Historic Moments
America’s most known African-American athletes gather to hear Muhammad Ali (formerly Cassius Clay) give his reasons for rejecting the draft, United States, June 4, 1967.
Front row: Bill Russell, Muhammad Ali, Jim Brown, and Kareem Abdul Jabar (formerly Lew Alcindor).
Back row: Carl Stokes, Walter Beach, Bobby Mitchell, Sid Williams, Curtis McClinton, Willie Davis, Jim Shorter, and John Wooten.
African-American winners Tommie Smith (gold medalist) and John Carlos (bronze medalist) used the podium to express their opposition to racism during the U.S. national anthem at the Olympic Games, in 1968.
As members of the Olympic Project for Human Rights their silent ‘black power’ salute resulted in them returning home as hero’s to the African-American community, whilst the wider community, who were furious at their political statement, ensured they were suspended from the US team and the Olympic Village. For several years afterwards they received death threats and were unable to obtain employment as a result of their courageous actions.

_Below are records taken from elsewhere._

//! Congestion scoring
//!
//! This module turns one frame's detections and motion magnitude into
//! [`Metrics`]:
//! - Density and motion normalized to 0-1 and clamped
//! - Weighted blend scaled to a 0-100 congestion index
//! - Status tier from the configured thresholds
//! - Hotspot sector by detection centers

use crate::config::ScoringConfig;
use crate::error::MonitorError;
use crate::types::{CongestionStatus, Detection, Metrics, Sector};
use tracing::debug;

/// Scoring engine holding validated tunables
#[derive(Debug, Clone)]
pub struct ScoringEngine {
    config: ScoringConfig,
}

impl ScoringEngine {
    /// Create an engine, rejecting degenerate tunables
    pub fn new(config: ScoringConfig) -> Result<Self, MonitorError> {
        config.validate()?;
        Ok(Self { config })
    }

    pub fn config(&self) -> &ScoringConfig {
        &self.config
    }

    /// Analyze one frame
    pub fn analyze(&self, detections: &[Detection], motion_magnitude: f64) -> Metrics {
        let mut accepted = Vec::with_capacity(detections.len());
        let mut excluded = 0;
        for detection in detections {
            match detection.validate() {
                Ok(()) => accepted.push(*detection),
                Err(e) => {
                    debug!(error = %e, "skipping detection");
                    excluded += 1;
                }
            }
        }

        let count = accepted.len();
        let density_score = (count as f64 / self.config.max_capacity).min(1.0);
        let motion_score = (sanitize_motion(motion_magnitude) / self.config.motion_saturation).min(1.0);

        let raw_index =
            density_score * self.config.density_weight + motion_score * self.config.motion_weight;
        let congestion_index = round_one_decimal(raw_index * 100.0).clamp(0.0, 100.0);

        Metrics {
            count,
            excluded,
            congestion_index,
            status: self.classify(congestion_index),
            hotspot: hotspot(&accepted),
        }
    }

    /// Map an index to its status; both thresholds are inclusive
    pub fn classify(&self, congestion_index: f64) -> CongestionStatus {
        if congestion_index >= self.config.critical_threshold {
            CongestionStatus::Critical
        } else if congestion_index >= self.config.warning_threshold {
            CongestionStatus::Warning
        } else {
            CongestionStatus::Normal
        }
    }
}

/// Per-sector detection counts
#[derive(Debug, Clone, Copy, Default, PartialEq, Eq)]
pub struct SectorCounts([usize; 4]);

impl SectorCounts {
    pub fn from_detections(detections: &[Detection]) -> Self {
        let mut counts = Self::default();
        for detection in detections {
            let (cx, cy) = detection.center();
            counts.0[Sector::containing(cx, cy).index()] += 1;
        }
        counts
    }

    pub fn get(&self, sector: Sector) -> usize {
        self.0[sector.index()]
    }

    /// Sector with the highest count. Ties go to the earliest sector in
    /// [`Sector::ALL`], so an empty frame reports North-West.
    pub fn busiest(&self) -> Sector {
        let mut best = Sector::ALL[0];
        for sector in Sector::ALL.into_iter().skip(1) {
            if self.get(sector) > self.get(best) {
                best = sector;
            }
        }
        best
    }
}

/// Most crowded sector for a set of detections
pub fn hotspot(detections: &[Detection]) -> Sector {
    SectorCounts::from_detections(detections).busiest()
}

fn sanitize_motion(motion_magnitude: f64) -> f64 {
    if motion_magnitude.is_finite() && motion_magnitude > 0.0 {
        motion_magnitude
    } else {
        0.0
    }
}

fn round_one_decimal(value: f64) -> f64 {
    (value * 10.0).round() / 10.0
}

In 1947, Brooklyn Dodgers president Branch Rickey approached Jackie Robinson about joining the Brooklyn Dodgers. The Major Leagues had not had an African-American player since 1889, when baseball became segregated. When Jackie first donned a Brooklyn Dodger uniform, he pioneered the integration of professional athletics in America. By breaking the color barrier in baseball, the nation’s preeminent sport, he courageously challenged the deeply rooted custom of racial segregation in both the North and the South.
History was made on the night of March 19, 1966, in College Park, Md., when Texas Western College (now University of Texas at El Paso) Head Coach Don Haskins started, for the first time, an all-black lineup in the NCAA championship. In a game punctuated by David “Daddy D” Lattin’s thunderous dunks and Bobby Joe Hill’s lightning-quick steals, the Miners upset Kentucky 72-65 for the national title.
The win soon grew into a symbol for blacks’ breakthrough into college sports. After the ‘66 championship, college teams throughout the South began aggressively recruiting black athletes, ending years of shameful segregation.
In 1975, after several years of lower levels of success, Ashe played his best season ever by winning Wimbledon, unexpectedly defeating Jimmy Connors in the final. He remains the only African American player ever to win the men’s singles at Wimbledon, the US Open, or Australian Open, and one of only two men of black African ancestry to win a Grand Slam singles event (the other being France’s Yannick Noah, who won the French Open in 1983). He would play for several more years, but after being slowed by heart surgery in 1979, Ashe retired in 1980.